Aujourd'hui, propriété du Conservatoire du Littoral, le vaste domaine naquit il y a 100 ans sur ces rochers, à l'époque désertés par le tourisme. C'est en 1989 qu'il fut demandé au célèbre paysagiste Gilles Clément de recréer, repenser, mettre-en-scène ce grand espace planté d'espèces exotiques et laissé à l'abandon dans les années soixante-dix.
C'est un vrai plaisir d'arpenter ce jardin en plein renouveau, assemblage de natures méditerranéennes présentes dans plusieurs endroits du monde (voir l'article sur "Pour un jardin sans arosage"), une mosaïque botanique qui nous fait voyager dans différents espaces. Vraiment un grand plaisir, on chemine, on monte puis on descend des chemins, une nature plus dense nous attend, subtropical, un échancrure, rivière sans eau laisse des fougères arborescentes doucement se lever, puis on grimpe le long d'un sentier presque effacé pour se retrouver face à de grandes mers de bleu, le ciel et l'eau qui s'embrassent derière les frondaisons des pins parasols. Encore plus saisissant, arriver sur la pointe du figuier, une roche qui fusionne avec les troncs des conifères ou bien le contraire, au dessus d'un parterre d'eau turquoise, une beauté qu'on ne peut pas oublier. On se sent si bien dans ce paysage sauvage, noyé de liberté et ivre aussi du bon sel de la mer. On se laisse emporter par les eaux calmes vers les îles d'Or, les îles d'Hyéres. On retourne dans l'épaisseur verte elle aussi, si agréable et languide. Il faisait chaud, ce qu'il faut pour découvrir tous ces jardins méditerranéens. Des paysages chiliens, des îles des Canaries, sud-africains, australiens, californiens, méditerranéens, chacun se laissant découvrir dans son originalité, au travers de plantes qui les symbolisent.

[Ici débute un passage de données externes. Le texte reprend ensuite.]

//! Merging previously recorded execution data files.
//!
//! [`ExecFileLoader`] is the accumulator: it reads any number of
//! execution data streams into one pair of stores, deduplicating by the
//! format's native keys and OR-combining probe arrays, then writes a
//! single merged stream. The `execmerge` binary is a thin CLI over it.

use std::fs::{self, File};
use std::io::{BufReader, BufWriter, Read, Write};
use std::path::{Path, PathBuf};

use thiserror::Error;
use tracing::{debug, info};

use crate::execdata::{
    ExecDataError, ExecutionDataReader, ExecutionDataStore, ExecutionDataWriter, SessionInfoStore,
};

/// Error raised by [`merge_files`]. Every variant names the offending
/// resource, since that is all an operator has to go on.
#[derive(Debug, Error)]
pub enum MergeError {
    #[error("unable to write to destination file {}", .path.display())]
    UnwritableDestination { path: PathBuf },
    #[error("unable to read {}: {source}", .path.display())]
    Read {
        path: PathBuf,
        source: ExecDataError,
    },
    #[error("unable to write merged file {}: {source}", .path.display())]
    Write {
        path: PathBuf,
        source: std::io::Error,
    },
}

/// Merges the execution data files in `inputs` into a single file at
/// `dest`, returning the number of files merged.
///
/// The destination is validated first: if it exists it must be a
/// writable regular file. Directories among the inputs are skipped, not
/// recursed. Any read or parse error aborts the whole merge before the
/// destination is touched - partial merges are never produced.
pub fn merge_files(dest: &Path, inputs: &[PathBuf]) -> Result<usize, MergeError> {
    if dest.exists() {
        let writable = dest
            .metadata()
            .is_ok_and(|m| m.is_file() && !m.permissions().readonly());
        if !writable {
            return Err(MergeError::UnwritableDestination {
                path: dest.to_path_buf(),
            });
        }
    }

    let mut loader = ExecFileLoader::new();
    let mut merged = 0;
    for path in inputs {
        if path.is_dir() {
            debug!(path = %path.display(), "skipping directory");
            continue;
        }
        debug!(path = %path.display(), "merging");
        loader.load_file(path).map_err(|source| MergeError::Read {
            path: path.clone(),
            source,
        })?;
        merged += 1;
    }
    info!("{merged} files merged");

    info!("writing merged execution data to {}", dest.display());
    loader.save_file(dest).map_err(|source| MergeError::Write {
        path: dest.to_path_buf(),
        source,
    })?;
    Ok(merged)
}

/// Loads execution data files into in-memory stores and serializes the
/// merged result.
///
/// Probe union holds across inputs: a probe is hit in the saved output
/// iff it was hit in at least one loaded input. Output order is
/// canonical - all session records sorted by dump time, then all
/// execution data records in class-id order - so loading a single file
/// and saving it yields the format's canonical form of that file.
#[derive(Debug, Default)]
pub struct ExecFileLoader {
    sessions: SessionInfoStore,
    store: ExecutionDataStore,
}

impl ExecFileLoader {
    pub fn new() -> Self {
        Self::default()
    }

    /// Reads one execution data stream into the accumulator.
    pub fn load<R: Read>(&mut self, input: R) -> Result<(), ExecDataError> {
        ExecutionDataReader::new(BufReader::new(input)).read(&mut self.sessions, &mut self.store)
    }

    /// Reads the execution data file at `path`.
    pub fn load_file(&mut self, path: &Path) -> Result<(), ExecDataError> {
        self.load(File::open(path)?)
    }

    /// Writes the accumulated data as one execution data stream.
    pub fn save<W: Write>(&self, output: W) -> std::io::Result<()> {
        let mut writer = ExecutionDataWriter::new(output)?;
        self.sessions.accept(&mut writer)?;
        self.store.accept(&mut writer)?;
        writer.into_inner().flush()
    }

    /// Writes the accumulated data to `path`, creating parent
    /// directories as needed and truncating any existing file.
    pub fn save_file(&self, path: &Path) -> std::io::Result<()> {
        if let Some(parent) = path.parent() {
            fs::create_dir_all(parent)?;
        }
        self.save(BufWriter::new(File::create(path)?))
    }

    pub fn sessions(&self) -> &SessionInfoStore {
        &self.sessions
    }

    pub fn execution_data(&self) -> &ExecutionDataStore {
        &self.store
    }
}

Un régal quand nous traversions la région "Amérique aride", beauté des plantes - elles ont ma préférence - et de la composition, un ensemble harmonieux de verts foncés et de brun, le végétal et le minéral disposés sur des pentes, en plein soleil, l'évasion y est garantie, aridité soulignée par les roches brulantes, une lumière écrasante. Le paysagiste, toujours à l'écoute de la vivante nature, a brillamment recomposé ces espaces où se plaisent yuccas, agaves géantes tirant d'immenses langues charnues, certains dressant lentement leurs hampes fleuries, des palmiers piliers de l'azur et d'autres plantes grasses encore, tout aussi superbe.Une visite inoubliable dans un lieu où le massif des Maures vient se jeter à la mer sans réelles entraves de béton, un voyage d'un monde à l'autre au bord de l'eau, au bord du monde. A conseiller à tous les curieux de la nature, de sa richesse, de sa diversité.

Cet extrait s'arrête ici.